Although I have praised Silent Circle's legal policies, I've made no public statements regarding the technical merits of their products. When I've been questioned by journalists about the extent to which consumers should trust the company's technology, I've been consistently conservative. As I recently told Ryan Gallagher at Slate:
Christopher Soghoian, principal technologist at the ACLU's Speech Privacy and Technology Project, said he was excited to see a company like Silent Circle visibly competing on privacy and security but that he was waiting for it to go open source and be audited by independent security experts before he would feel comfortable using it for sensitive communications.
Nadim has suggested that I am endangering my independence and that I have some kind of conflict of interest regarding Silent Circle, possibly because the company loaned me an iPod Touch so that I could get a chance to try out the iOS version of their software while they work out the kinks in the Android version. (How does Nadim even know the company loaned me an iPod?
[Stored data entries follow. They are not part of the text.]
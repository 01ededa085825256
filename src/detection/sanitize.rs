use regex::Regex;
use std::sync::LazyLock;

static MENTION_RE: LazyLock<Regex> =
    LazyLock::new(|| Regex::new(r"@\S+").expect("valid mention regex"));
static URL_RE: LazyLock<Regex> =
    LazyLock::new(|| Regex::new(r"(?i)https?://\S+|www\.\S+").expect("valid url regex"));
static WHITESPACE_RE: LazyLock<Regex> =
    LazyLock::new(|| Regex::new(r"\s+").expect("valid whitespace regex"));

/// Strip substrings that confuse language detection (mentions and URLs).
///
/// Whitespace runs are collapsed and the result trimmed. If nothing would be
/// left, the original text is returned unchanged so detection always has
/// some input.
pub fn sanitize(text: &str) -> String {
    let without_urls = URL_RE.replace_all(text, " ");
    let without_mentions = MENTION_RE.replace_all(&without_urls, " ");
    let cleaned = WHITESPACE_RE
        .replace_all(&without_mentions, " ")
        .trim()
        .to_string();

    if cleaned.is_empty() {
        text.to_string()
    } else {
        cleaned
    }
}
//! Primary translation provider: an OpenAI-compatible chat completions API.
//!
//! Three request shapes are built here (combined detect+translate, batch
//! translate-only, single-language translate-only). Interpreting the
//! answers is left to `translation`.

use crate::config::Config;
use crate::error::ProviderError;
use crate::i18n::LanguageCode;
use serde::{Deserialize, Serialize};
use tracing::debug;

const PROVIDER: &str = "OpenAI";

/// OpenAI Chat Completion request
#[derive(Debug, Serialize)]
struct ChatRequest {
    model: String,
    messages: Vec<Message>,
    max_completion_tokens: u32,
    #[serde(skip_serializing_if = "Option::is_none")]
    temperature: Option<f32>,
    #[serde(skip_serializing_if = "Option::is_none")]
    reasoning_effort: Option<String>,
}

/// Check if a model is a reasoning model that doesn't support temperature
fn is_reasoning_model(model: &str) -> bool {
    model.starts_with("gpt-5")
        || model.starts_with("o1")
        || model.starts_with("o3")
        || model.starts_with("o4")
}

#[derive(Debug, Serialize, Deserialize)]
struct Message {
    role: String,
    content: String,
}

#[derive(Debug, Deserialize)]
struct ChatResponse {
    choices: Vec<Choice>,
}

#[derive(Debug, Deserialize)]
struct Choice {
    message: Message,
}

/// Fidelity rules shared by every translation request
pub fn build_system_prompt() -> String {
    r#"You are a professional translator for a multilingual group chat.

## Translation Rules
- Translate faithfully and naturally; do not summarize or explain
- Preserve every line break exactly as in the original
- Do not add punctuation that is not in the original
- Preserve symbols, numbers, @mentions and URLs as they are
- Keep Unicode emoji untouched and in the same position
- Remove textual emoji placeholders such as "(emoji)", "(絵文字)" or "(sticker)"

## Output
- Answer only with what is requested; no commentary"#
        .to_string()
}

fn language_list(languages: &[LanguageCode]) -> String {
    languages
        .iter()
        .map(|lang| format!("\"{}\" ({})", lang.code(), lang.name()))
        .collect::<Vec<_>>()
        .join(", ")
}

fn json_escaped(text: &str) -> String {
    serde_json::to_string(text).unwrap_or_else(|_| format!("\"{}\"", text))
}

/// Combined detect+translate prompt.
///
/// The model must pick `detected_language` among `allowed` and translate
/// into every other allowed language.
pub fn build_combined_prompt(text: &str, allowed: &[LanguageCode]) -> String {
    format!(
        r#"Detect the language of the message below and translate it into every language of this list except the detected one: {languages}.

Use exactly these codes. If the message is in a language that is not in the list, set "detected_language" to its ISO 639-1 code and translate into all listed languages.

Respond with strict JSON only, no Markdown:
{{"detected_language": "<code>", "translations": {{"<code>": "<translation>", ...}}}}

Example 1
Message: "おはようございます"
Response: {{"detected_language": "ja", "translations": {{"ko": "좋은 아침입니다", "zh-TW": "早安", "en": "Good morning"}}}}

Example 2
Message: "See you tomorrow 👋"
Response: {{"detected_language": "en", "translations": {{"ja": "また明日 👋", "ko": "내일 봐요 👋", "zh-TW": "明天見 👋"}}}}

Message (JSON-escaped): {text}"#,
        languages = language_list(allowed),
        text = json_escaped(text),
    )
}

/// Batch translate-only prompt: all targets in one JSON object.
pub fn build_batch_prompt(text: &str, source: LanguageCode, targets: &[LanguageCode]) -> String {
    format!(
        r#"Translate the following {source} message into these languages: {languages}.

Respond with strict JSON only, no Markdown, one key per language code:
{{"<code>": "<translation>", ...}}

Message (JSON-escaped): {text}"#,
        source = source.name(),
        languages = language_list(targets),
        text = json_escaped(text),
    )
}

/// Single-language prompt: free text answer, no JSON envelope.
pub fn build_single_prompt(text: &str, source: LanguageCode, target: LanguageCode) -> String {
    format!(
        "Translate the following {} message into {}. Reply with the translation only.\n\n{}",
        source.name(),
        target.name(),
        text
    )
}

/// Client for the primary provider.
#[derive(Debug, Clone)]
pub struct OpenAiClient {
    client: reqwest::Client,
    api_url: String,
    api_key: String,
    model: String,
}

impl OpenAiClient {
    pub fn new(
        client: reqwest::Client,
        api_url: impl Into<String>,
        api_key: impl Into<String>,
        model: impl Into<String>,
    ) -> Self {
        Self {
            client,
            api_url: api_url.into(),
            api_key: api_key.into(),
            model: model.into(),
        }
    }

    pub fn from_config(client: reqwest::Client, config: &Config) -> Self {
        Self::new(
            client,
            &config.openai_api_url,
            &config.openai_api_key,
            &config.openai_model,
        )
    }

    pub fn name(&self) -> &'static str {
        PROVIDER
    }

    fn build_request(&self, user_prompt: String) -> ChatRequest {
        // Reasoning models need higher token limits and don't support temperature
        let is_reasoning = is_reasoning_model(&self.model);

        ChatRequest {
            model: self.model.clone(),
            messages: vec![
                Message {
                    role: "system".to_string(),
                    content: build_system_prompt(),
                },
                Message {
                    role: "user".to_string(),
                    content: user_prompt,
                },
            ],
            max_completion_tokens: if is_reasoning { 16000 } else { 4000 },
            temperature: if is_reasoning { None } else { Some(0.3) },
            reasoning_effort: if is_reasoning {
                Some("low".to_string())
            } else {
                None
            },
        }
    }

    /// Send one chat completion and return the assistant's text.
    ///
    /// No retries: a failure here makes the caller move to the next tier.
    pub async fn complete(&self, user_prompt: String) -> Result<String, ProviderError> {
        let request = self.build_request(user_prompt);

        let response = self
            .client
            .post(&self.api_url)
            .header("Authorization", format!("Bearer {}", self.api_key))
            .header("Content-Type", "application/json")
            .json(&request)
            .send()
            .await
            .map_err(|source| ProviderError::Network {
                provider: PROVIDER,
                source,
            })?;

        if !response.status().is_success() {
            let status = response.status().as_u16();
            let body = response
                .text()
                .await
                .unwrap_or_else(|e| format!("<failed to read body: {}>", e));
            return Err(ProviderError::from_status(PROVIDER, status, body));
        }

        let chat_response: ChatResponse =
            response.json().await.map_err(|e| ProviderError::Parse {
                provider: PROVIDER,
                message: e.to_string(),
            })?;

        let content = chat_response
            .choices
            .into_iter()
            .next()
            .map(|c| c.message.content)
            .filter(|c| !c.trim().is_empty())
            .ok_or(ProviderError::EmptyResponse { provider: PROVIDER })?;

        debug!("{} answered with {} chars", PROVIDER, content.chars().count());
        Ok(content)
    }

    pub async fn detect_and_translate(
        &self,
        text: &str,
        allowed: &[LanguageCode],
    ) -> Result<String, ProviderError> {
        self.complete(build_combined_prompt(text, allowed)).await
    }

    pub async fn translate_batch(
        &self,
        text: &str,
        source: LanguageCode,
        targets: &[LanguageCode],
    ) -> Result<String, ProviderError> {
        self.complete(build_batch_prompt(text, source, targets)).await
    }

    pub async fn translate_single(
        &self,
        text: &str,
        source: LanguageCode,
        target: LanguageCode,
    ) -> Result<String, ProviderError> {
        self.complete(build_single_prompt(text, source, target)).await
    }
}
Because I disclosed it in a discussion with him on a public mailing list.)
Let me be perfectly clear. I am not a consultant to Silent Circle or any other company. I am not on an advisory board for Silent Circle or any other company. The only employer I have is the American Civil Liberties Union. Yes, I regularly talk with people who work at the company, and offer suggestions for ways that they can better protect the privacy of their customers. However, I regularly give solicited (and even more frequently, unsolicited) feedback to many companies, big and small. Most ignore me, but some occasionally change their practices. I am a privacy activist, and that is what I do.
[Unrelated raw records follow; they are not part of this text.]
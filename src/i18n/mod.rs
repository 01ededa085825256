//! Language model of the bot.
//!
//! # Architecture
//!
//! - `language`: the closed `LanguageCode` set and its static metadata
//!   (prompt names, reply labels, secondary-provider codes)
//! - `normalize`: maps provider tags onto `LanguageCode` and enforces the
//!   "no translation into the source language" rule
//! - `routing`: which languages a group's messages are translated into
//!
//! # Example
//!
//! ```rust,ignore
//! use crate::i18n::{normalize_code, LanguageCode};
//!
//! assert_eq!(normalize_code("zh-Hans"), LanguageCode::ZhTw);
//! ```

mod language;
mod normalize;
mod routing;

pub use language::LanguageCode;
pub use normalize::{normalize_code, normalize_translations, Translations};
pub use routing::RoutingTable;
It is difficult for people with strong opinions who may themselves lack an agenda correlated with compensation to accept that others who disagree with them are not on the take. This seems very consistent, and gets affirmation because, as we discover regularly, people who present themselves as dispassionate observers turn out to be accepting consulting money or other fees from groups that have a vested interest in outcomes.
One of the reasons that I wanted to write an Economist profile of you, Chris, was that over several years, I had never seen any single bit of correlation or insinuation that you had any financial interest in the work you did (except, perhaps, to receive additional funding from foundations to pursue independent work without impediment). The same of true of several of your colleagues, some of whom have been or are affiliated with academic institutions that give them a layer of insulation against deprivation (salaries or fellowships) and litigation (in-house counsel and supportive department or program chairs).
I believe we've had so many decades of parties with hidden financial incentives that it remains a knee-jerk reaction to accuse others. Fighting that reaction is just as important as pursuing in a rigorous and fair fashion when conflicts of interest seem to appear.
The other part of the Silent Circle issue is that Phil Zimmermann has spent many a year on projects, even commercial, that have a greater benefit to everyone but him. The fact that he founds companies and sells things seems to produce concerns among purists who want everything to be contributed to free and fully available under GNU or similar licenses for use. This despite the fact that Phil is responsible for more innovation and dissemination of powerful ideas for personal protection than nearly any other single individual.
Brings up a question... do you have a list of recommendations?
Being new to the idea of needing to secure my information, it can be a little overwhelming when first jumping in.
I stumbled here looking for reasons why Google never implemented a built in PGP system in G-mail, and ended up reading most if not all the links from 2012.